By Elijah Brown
In recognition of the commemoration of the 60th Anniversary of the Universal Declaration of Human Rights (1948), the United Nations designated 2009 as the International Year of Human Rights Learning.
The Universal Declaration enshrines a number of critical human rights ranging from the right to work and own property, the freedom for peaceful assembly and association, and the right of everyone to freedom of religion. (Article 18, full text: http://www.unhchr.ch/udhr/lang/eng.htm)
Freedom of religion, however, is more than an individual right to choice. It is also the recognition that religions, churches and faith-based organizations have an equally implied responsibility to contribute to the goals of peace, justice and friendship.
In God and the Constitution, Paul Marshall identifies two important Biblical rationales for the religious advancement of political human rights. The first stems from God’s first command, Genesis 1:28, “Be fruitful and increase in number; fill the earth and subdue it.” Marshall notes, “Human beings are also part of creation. Stewardship [therefore] includes human life as well as the rest of nature.” (32)
In the reestablishment of the social order following the story of Noah, this stewardship in relation to human life is extended: “Whoever sheds the blood of man by man shall his blood be shed.” (Genesis 9:6) While this text is often used in relation to capital punishment, it is important to “emphasize not what the penalty was, but who was supposed to apply the penalty… Human beings were charged with the responsibility for dealing with injustice themselves.” (44)
Although this is but a thumbnail generalization, much of the Old Testament unfolds meanings of justice and exhorts individuals to take an active role in furthering justice and just human rights at every level of society as part of their theological witness and Biblical mandate.

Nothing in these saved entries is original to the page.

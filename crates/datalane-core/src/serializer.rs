// ── Per-URL request serializer ──
//
// At most one mutating request is in flight per URL. A URL with an
// entry in `queues` is busy; the deque holds the requests waiting
// behind the one in flight. When the in-flight request completes the
// next waiter is handed out, unless it has waited longer than the stale
// threshold, in which case the whole backlog for that URL is dropped.

use std::collections::VecDeque;
use std::time::Duration;

use dashmap::DashMap;
use dashmap::mapref::entry::Entry;
use tokio::time::Instant;
use tracing::{debug, warn};

/// Default maximum wait before a queued request is considered stale.
pub const DEFAULT_STALE_AFTER: Duration = Duration::from_secs(30);

struct QueueEntry<T> {
    enqueued_at: Instant,
    item: T,
}

/// Result of offering a request to the serializer.
#[derive(Debug)]
pub enum Admission<T> {
    /// The URL was idle; the caller must dispatch `T` now and call
    /// [`RequestSerializer::complete`] when it finishes.
    Dispatch(T),
    /// Another request is in flight; this one waits at `position` (1-based).
    Queued { position: usize },
}

pub struct RequestSerializer<T> {
    queues: DashMap<String, VecDeque<QueueEntry<T>>>,
    stale_after: Duration,
}

impl<T> RequestSerializer<T> {
    pub fn new(stale_after: Duration) -> Self {
        Self {
            queues: DashMap::new(),
            stale_after,
        }
    }

    /// Dispatch immediately if `url` is idle, otherwise append to its queue.
    pub fn admit(&self, url: &str, item: T) -> Admission<T> {
        match self.queues.entry(url.to_owned()) {
            Entry::Vacant(slot) => {
                slot.insert(VecDeque::new());
                Admission::Dispatch(item)
            }
            Entry::Occupied(mut slot) => {
                let queue = slot.get_mut();
                queue.push_back(QueueEntry {
                    enqueued_at: Instant::now(),
                    item,
                });
                let position = queue.len();
                debug!(url, position, "request queued");
                Admission::Queued { position }
            }
        }
    }

    /// Mark the in-flight request for `url` as finished.
    ///
    /// Returns the next request to dispatch. `None` means the URL is idle
    /// again, either because nothing was waiting or because the head had
    /// gone stale and the backlog was discarded.
    pub fn complete(&self, url: &str) -> Option<T> {
        let Entry::Occupied(mut slot) = self.queues.entry(url.to_owned()) else {
            return None;
        };
        let Some(head) = slot.get_mut().pop_front() else {
            slot.remove();
            return None;
        };

        let waited = head.enqueued_at.elapsed();
        if waited > self.stale_after {
            let dropped = slot.remove().len() + 1;
            warn!(
                url,
                dropped,
                waited_ms = waited.as_millis(),
                "stale request queue discarded"
            );
            return None;
        }
        Some(head.item)
    }

    /// Requests waiting behind the in-flight one.
    pub fn queue_len(&self, url: &str) -> usize {
        self.queues.get(url).map_or(0, |q| q.len())
    }
}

By the time of the New Testament, complex governments had crystallized with very real social implications. In this context, Christians are exerted to view governments as institutions entrusted with specific and needed tasks. However there is a subtle reminder that “government is under God’s just order and must give and receive only its due. It cannot claim everything; it is not the final authority.” (52)
In a context that demanded emperor worship and witnessed political claims of authority over every societal component, the recognition that worship and justice is standardized and centered in God implies that there are proper limits to the claims, authority and actions of governments. Christians are to respect and comply with the legitimate claims of government while actively working to ensure that the governments themselves embody and pursue a stewardship of justice.
As part of our Biblical mandate of stewardship we have been tasked with the responsibility of pursuing justice. It is a sacred and central component to Christian worship and is to be furthered at individual, communal and governmental levels.
In this 2009 “International Year of Human Rights Learning,” it is my hope that churches and individual Christians alike will play a more active role in this component of our worship.
Of course the above is but a limited sketch of several Biblical references related to the issue of human rights and political justice. There is much more, and I hope that this is but a starting point for an active conversation.
What are some of your favorite Biblical verses about justice?
Would you post some additional Biblical reflections about the nature of human rights?
Would you share how you have been involved in this area?
And most importantly, will you encourage the pursuit of justice?
**Paul Marshall, God and the Constitution: Christianity and American Politics, Rowman & Littlefield Publishers, 2002.